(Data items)
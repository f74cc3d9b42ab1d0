//! Audit command - classify review threads on a pull request

use anyhow::Context;
use clap::Args;
use revu_core::audit::report::{render_json, render_markdown};
use revu_core::{auto_resolve, classify, Config, GitRepo, ReportFormat, ReviewThread};
use revu_github::{parse_pr_ref, GitHubClient};

use super::resolve_repo;

/// Audit review threads on a pull request
#[derive(Args, Debug)]
pub struct AuditArgs {
    /// PR number or URL (default: PR for the current branch)
    #[arg(long)]
    pub pr: Option<String>,

    /// owner/repo (default: from the git remote)
    #[arg(long)]
    pub repo: Option<String>,

    /// Resolve threads confirmed addressed
    #[arg(long)]
    pub auto_resolve: bool,

    /// Output JSON instead of markdown
    #[arg(long)]
    pub json: bool,

    /// Only show threads that are not resolved
    #[arg(long)]
    pub exclude_resolved: bool,
}

impl AuditArgs {
    /// Execute the audit command
    pub async fn execute(&self, config: Config) -> anyhow::Result<()> {
        let config = config.with_cli_overrides(self.json, self.exclude_resolved, self.auto_resolve);

        let git = GitRepo::open(".").context("revu audit must run inside the PR's checkout")?;

        let pr_ref = self.pr.as_deref().map(parse_pr_ref).transpose()?;
        let (owner, repo) = match pr_ref.as_ref().and_then(|p| p.repo.clone()) {
            Some(repo) => repo,
            None => resolve_repo(self.repo.as_deref())?,
        };

        let client = GitHubClient::new(&owner, &repo, &config.github)?;

        let pr_number = match pr_ref {
            Some(pr) => pr.number,
            None => {
                let branch = git
                    .current_branch()?
                    .context("could not detect current branch; pass --pr")?;
                client.find_pr_for_branch(&branch).await?
            }
        };

        eprintln!("Auditing {}/{}#{}...", owner, repo, pr_number);

        let mut threads = client.fetch_review_threads(pr_number).await?;
        classify(&git, &mut threads);

        if config.audit.auto_resolve {
            let summary = auto_resolve(&client, &mut threads).await;
            for id in &summary.resolved {
                if let Some(thread) = find_thread(&threads, id) {
                    eprintln!("  Resolved: {}", thread.location());
                }
            }
            for failure in &summary.failures {
                let location = find_thread(&threads, &failure.thread_id)
                    .map(|t| t.location())
                    .unwrap_or_else(|| failure.thread_id.clone());
                eprintln!("  Failed to resolve {}: {}", location, failure.reason);
            }
        }

        let report = match config.audit.format {
            ReportFormat::Json => render_json(&threads)?,
            ReportFormat::Markdown => render_markdown(&threads, config.audit.exclude_resolved),
        };
        println!("{}", report);

        Ok(())
    }
}

fn find_thread<'a>(threads: &'a [ReviewThread], id: &str) -> Option<&'a ReviewThread> {
    threads.iter().find(|t| t.thread_id == id)
}
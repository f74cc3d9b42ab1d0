//! Error types for revu

use thiserror::Error;

/// Result type alias for revu operations
pub type Result<T> = std::result::Result<T, Error>;

/// Error type for revu operations
#[derive(Error, Debug)]
pub enum Error {
    /// IO error
    #[error("IO error: {0}")]
    Io(#[from] std::io::Error),

    /// JSON serialization/deserialization error
    #[error("JSON error: {0}")]
    Json(#[from] serde_json::Error),

    /// Git error
    #[error("Git error: {0}")]
    Git(#[from] git2::Error),

    /// Configuration error
    #[error("Configuration error: {0}")]
    Config(String),

    /// Generic error with message
    #[error("{0}")]
    Other(String),
}
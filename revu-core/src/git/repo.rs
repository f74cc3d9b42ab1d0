//! Git repository detection and operations

use std::path::{Path, PathBuf};

use git2::Repository;

use crate::{Error, Result};

/// Information about a git remote
#[derive(Debug, Clone)]
pub struct RemoteInfo {
    /// Name of the remote (e.g., "origin")
    pub name: String,
    /// URL of the remote
    pub url: String,
}

/// A git repository wrapper used to locate and audit a pull request
pub struct GitRepo {
    /// The underlying git2 repository
    repo: Repository,
    /// Path to the repository root
    root: PathBuf,
}

impl std::fmt::Debug for GitRepo {
    fn fmt(&self, f: &mut std::fmt::Formatter<'_>) -> std::fmt::Result {
        f.debug_struct("GitRepo")
            .field("root", &self.root)
            .finish_non_exhaustive()
    }
}

impl GitRepo {
    /// Open a git repository at the given path
    ///
    /// This will search upward from the given path to find the repository root.
    pub fn open(path: impl AsRef<Path>) -> Result<Self> {
        let path = path.as_ref();

        let repo = Repository::discover(path).map_err(|e| {
            if e.code() == git2::ErrorCode::NotFound {
                Error::Config(format!(
                    "Not a git repository: {}. Run revu from inside the pull request's checkout.",
                    path.display()
                ))
            } else {
                Error::Git(e)
            }
        })?;

        let root = repo
            .workdir()
            .ok_or_else(|| Error::Config("Bare repositories are not supported".to_string()))?
            .to_path_buf();

        Ok(Self { repo, root })
    }

    /// Get the repository root path
    pub fn root(&self) -> &Path {
        &self.root
    }

    /// Get the default remote (usually "origin")
    pub fn default_remote(&self) -> Result<RemoteInfo> {
        // Try origin first
        if let Ok(remote) = self.repo.find_remote("origin") {
            if let Some(url) = remote.url() {
                return Ok(RemoteInfo {
                    name: "origin".to_string(),
                    url: url.to_string(),
                });
            }
        }

        // Fall back to first available remote
        let remotes = self.repo.remotes()?;

        for remote_name in remotes.iter().flatten() {
            if let Ok(remote) = self.repo.find_remote(remote_name) {
                if let Some(url) = remote.url() {
                    return Ok(RemoteInfo {
                        name: remote_name.to_string(),
                        url: url.to_string(),
                    });
                }
            }
        }

        Err(Error::Config(
            "No remotes configured. Pass --repo owner/repo or add a remote with 'git remote add origin <url>'"
                .to_string(),
        ))
    }

    /// Get the current branch name
    ///
    /// Returns `None` for a detached or unborn HEAD.
    pub fn current_branch(&self) -> Result<Option<String>> {
        let head = match self.repo.head() {
            Ok(h) => h,
            Err(e) if e.code() == git2::ErrorCode::UnbornBranch => return Ok(None),
            Err(e) => return Err(Error::Git(e)),
        };

        if head.is_branch() {
            Ok(head.shorthand().map(|s| s.to_string()))
        } else {
            Ok(None)
        }
    }

    /// Get access to the underlying git2 repository
    pub fn inner(&self) -> &Repository {
        &self.repo
    }
}

#[cfg(test)]
pub(crate) mod tests {
    use super::*;
    use git2::Signature;
    use tempfile::TempDir;

    /// Write `files` and commit them on top of HEAD, returning the commit ID
    pub(crate) fn commit_files(repo: &Repository, files: &[(&str, Option<&str>)], message: &str) -> git2::Oid {
        let root = repo.workdir().unwrap().to_path_buf();
        let mut index = repo.index().unwrap();
        for (path, contents) in files {
            let full = root.join(path);
            match contents {
                Some(contents) => {
                    if let Some(parent) = full.parent() {
                        std::fs::create_dir_all(parent).unwrap();
                    }
                    std::fs::write(&full, contents).unwrap();
                    index.add_path(Path::new(path)).unwrap();
                }
                None => {
                    std::fs::remove_file(&full).unwrap();
                    index.remove_path(Path::new(path)).unwrap();
                }
            }
        }
        index.write().unwrap();

        let tree_id = index.write_tree().unwrap();
        let tree = repo.find_tree(tree_id).unwrap();
        let sig = Signature::now("Test", "test@example.com").unwrap();
        let parent = repo.head().ok().and_then(|h| h.peel_to_commit().ok());
        let parents: Vec<&git2::Commit> = parent.iter().collect();
        repo.commit(Some("HEAD"), &sig, &sig, message, &tree, &parents)
            .unwrap()
    }

    pub(crate) fn init_repo() -> (TempDir, Repository) {
        let dir = TempDir::new().unwrap();
        let repo = Repository::init(dir.path()).unwrap();
        (dir, repo)
    }

    #[test]
    fn test_open_non_git_dir() {
        let dir = TempDir::new().unwrap();
        let result = GitRepo::open(dir.path());
        assert!(result.is_err());
    }

    #[test]
    fn test_open_discovers_root_from_subdir() {
        let (dir, repo) = init_repo();
        commit_files(&repo, &[("src/lib.rs", Some("fn main() {}\n"))], "init");

        let opened = GitRepo::open(dir.path().join("src")).unwrap();
        assert_eq!(
            opened.root().canonicalize().unwrap(),
            dir.path().canonicalize().unwrap()
        );
    }

    #[test]
    fn test_default_remote_prefers_origin() {
        let (dir, repo) = init_repo();
        repo.remote("upstream", "https://github.com/up/stream.git").unwrap();
        repo.remote("origin", "git@github.com:owner/repo.git").unwrap();

        let opened = GitRepo::open(dir.path()).unwrap();
        let remote = opened.default_remote().unwrap();
        assert_eq!(remote.name, "origin");
        assert_eq!(remote.url, "git@github.com:owner/repo.git");
    }

    #[test]
    fn test_default_remote_missing() {
        let (dir, _repo) = init_repo();
        let opened = GitRepo::open(dir.path()).unwrap();
        assert!(opened.default_remote().is_err());
    }

    #[test]
    fn test_current_branch() {
        let (dir, repo) = init_repo();
        let opened = GitRepo::open(dir.path()).unwrap();
        assert_eq!(opened.current_branch().unwrap(), None);

        let commit = commit_files(&repo, &[("a.txt", Some("a\n"))], "init");
        let commit = repo.find_commit(commit).unwrap();
        repo.branch("feature/x", &commit, false).unwrap();
        repo.set_head("refs/heads/feature/x").unwrap();

        assert_eq!(opened.current_branch().unwrap().as_deref(), Some("feature/x"));
    }
}
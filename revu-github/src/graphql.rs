//! GitHub GraphQL API transport

use crate::{Error, GitHubClient, Result};
use serde::Deserialize;
use serde_json::json;
use tracing::{debug, warn};

/// GraphQL query response wrapper
#[derive(Debug, Deserialize)]
pub(crate) struct GraphQLResponse<T> {
    pub data: Option<T>,
    pub errors: Option<Vec<GraphQLError>>,
}

/// GraphQL error
#[derive(Debug, Deserialize)]
pub(crate) struct GraphQLError {
    pub message: String,
}

impl<T> GraphQLResponse<T> {
    /// Unwrap the payload.
    ///
    /// GitHub returns partial results alongside field-level errors, so
    /// errors only fail the call when no data came back with them.
    pub(crate) fn into_data(self) -> Result<T> {
        let messages: Vec<String> = self
            .errors
            .unwrap_or_default()
            .into_iter()
            .map(|e| e.message)
            .collect();

        match self.data {
            Some(data) => {
                if !messages.is_empty() {
                    warn!(errors = %messages.join(", "), "GraphQL response carried partial errors");
                }
                Ok(data)
            }
            None if messages.is_empty() => {
                Err(Error::GraphQl("response missing data".to_string()))
            }
            None => Err(Error::GraphQl(messages.join(", "))),
        }
    }
}

impl GitHubClient {
    /// Execute a GraphQL query or mutation
    pub(crate) async fn graphql_query<T: for<'de> Deserialize<'de>>(
        &self,
        query: &str,
        variables: &serde_json::Value,
    ) -> Result<T> {
        let url = &self.config().graphql_url;
        debug!(url = %url, "Sending GraphQL request");

        let request_body = json!({
            "query": query,
            "variables": variables,
        });

        let response = self
            .http()
            .post(url)
            .bearer_auth(self.token())
            .json(&request_body)
            .send()
            .await?;

        let status = response.status();
        if status == reqwest::StatusCode::UNAUTHORIZED {
            return Err(Error::Auth("Invalid GitHub token".to_string()));
        }
        if !status.is_success() {
            let text = response
                .text()
                .await
                .unwrap_or_else(|_| "Unable to read response".to_string());
            return Err(Error::GraphQl(format!(
                "request failed with status {}: {}",
                status, text
            )));
        }

        let graphql_response: GraphQLResponse<T> = response
            .json()
            .await
            .map_err(|e| Error::Parse(format!("Failed to parse GraphQL response: {}", e)))?;

        graphql_response.into_data()
    }
}
//! Configuration management for revu
//!
//! Configuration is loaded with the following priority (highest to lowest):
//! 1. CLI flags
//! 2. Environment variables (REVU_*)
//! 3. Config file (~/.config/revu/config.toml)
//! 4. Default values

use std::path::{Path, PathBuf};
use std::str::FromStr;
use std::time::Duration;

use serde::{Deserialize, Serialize};

use crate::{Error, Result};

/// Output format for audit reports
#[derive(Debug, Clone, Copy, Default, PartialEq, Eq, Deserialize, Serialize)]
#[serde(rename_all = "lowercase")]
pub enum ReportFormat {
    #[default]
    Markdown,
    Json,
}

impl FromStr for ReportFormat {
    type Err = Error;

    fn from_str(s: &str) -> Result<Self> {
        match s.trim().to_ascii_lowercase().as_str() {
            "markdown" | "md" => Ok(ReportFormat::Markdown),
            "json" => Ok(ReportFormat::Json),
            other => Err(Error::Config(format!(
                "Unknown report format '{}'. Expected 'markdown' or 'json'",
                other
            ))),
        }
    }
}

/// GitHub API settings
#[derive(Debug, Clone, Deserialize, Serialize)]
#[serde(default)]
pub struct GitHubConfig {
    /// GraphQL endpoint
    pub graphql_url: String,

    /// Timeout applied to each GitHub request
    #[serde(with = "humantime_serde")]
    pub timeout: Duration,

    /// Number of review threads fetched per GraphQL page
    pub page_size: u32,
}

impl Default for GitHubConfig {
    fn default() -> Self {
        Self {
            graphql_url: "https://api.github.com/graphql".to_string(),
            timeout: Duration::from_secs(30),
            page_size: 100,
        }
    }
}

/// Audit defaults
#[derive(Debug, Clone, Default, Deserialize, Serialize)]
#[serde(default)]
pub struct AuditConfig {
    /// Report format
    pub format: ReportFormat,

    /// Hide resolved threads from the markdown report
    pub exclude_resolved: bool,

    /// Resolve threads confirmed addressed
    pub auto_resolve: bool,
}

/// Root configuration structure
#[derive(Debug, Clone, Default, Deserialize, Serialize)]
#[serde(default)]
pub struct Config {
    /// GitHub configuration
    pub github: GitHubConfig,

    /// Audit configuration
    pub audit: AuditConfig,
}

impl Config {
    /// Load configuration from the default config file location
    ///
    /// Returns default config if file doesn't exist
    pub fn load() -> Result<Self> {
        if let Some(path) = Self::default_config_path() {
            if path.exists() {
                return Self::load_from_file(&path);
            }
        }

        Ok(Self::default())
    }

    /// Load configuration from a specific file
    pub fn load_from_file(path: &Path) -> Result<Self> {
        let contents = std::fs::read_to_string(path)?;
        let config: Config = toml::from_str(&contents)
            .map_err(|e| Error::Config(format!("Failed to parse config: {}", e)))?;
        config.validate()?;
        Ok(config)
    }

    /// Get the default config file path
    ///
    /// Returns `~/.config/revu/config.toml` on Unix
    pub fn default_config_path() -> Option<PathBuf> {
        dirs::config_dir().map(|p| p.join("revu").join("config.toml"))
    }

    fn validate(&self) -> Result<()> {
        if !(1..=100).contains(&self.github.page_size) {
            return Err(Error::Config(format!(
                "github.page_size must be between 1 and 100, got {}",
                self.github.page_size
            )));
        }
        Ok(())
    }

    /// Apply environment variable overrides
    ///
    /// Supported variables:
    /// - REVU_GRAPHQL_URL: GraphQL endpoint
    /// - REVU_FORMAT: report format (markdown, json)
    /// - REVU_AUTO_RESOLVE: resolve addressed threads (1/true)
    pub fn with_env_overrides(self) -> Result<Self> {
        self.with_overrides_from(|key| std::env::var(key).ok())
    }

    fn with_overrides_from(mut self, var: impl Fn(&str) -> Option<String>) -> Result<Self> {
        if let Some(url) = var("REVU_GRAPHQL_URL") {
            self.github.graphql_url = url;
        }

        if let Some(format) = var("REVU_FORMAT") {
            self.audit.format = format.parse()?;
        }

        if let Some(flag) = var("REVU_AUTO_RESOLVE") {
            self.audit.auto_resolve = matches!(
                flag.trim().to_ascii_lowercase().as_str(),
                "1" | "true" | "yes"
            );
        }

        Ok(self)
    }

    /// Apply CLI flag overrides
    ///
    /// Flags can only switch behaviour on; an absent flag keeps the configured value.
    pub fn with_cli_overrides(mut self, json: bool, exclude_resolved: bool, auto_resolve: bool) -> Self {
        if json {
            self.audit.format = ReportFormat::Json;
        }

        if exclude_resolved {
            self.audit.exclude_resolved = true;
        }

        if auto_resolve {
            self.audit.auto_resolve = true;
        }

        self
    }

    /// Load configuration with file and environment overrides applied
    pub fn load_with_env() -> Result<Self> {
        Self::load()?.with_env_overrides()
    }
}
//! Git operations for revu
//!
//! This module provides repository discovery, remote/branch detection for
//! locating the pull request under audit, and the git2-backed
//! [`crate::DiffSource`] used by thread classification.

mod diff;
mod repo;

pub use repo::{GitRepo, RemoteInfo};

WHAT IS REQUIRED: Word for word, repeat the data from its first line through the line with "use super::resolve_repo;", including both of those lines and no others.

RESULT FOR THIS EXERCISE:
repository f74cc3d9b42ab1d0
//! Audit command - classify review threads on a pull request

use anyhow::Context;
use clap::Args;
use revu_core::audit::report::{render_json, render_markdown};
use revu_core::{auto_resolve, classify, Config, GitRepo, ReportFormat, ReviewThread};
use revu_github::{parse_pr_ref, GitHubClient};

use super::resolve_repo;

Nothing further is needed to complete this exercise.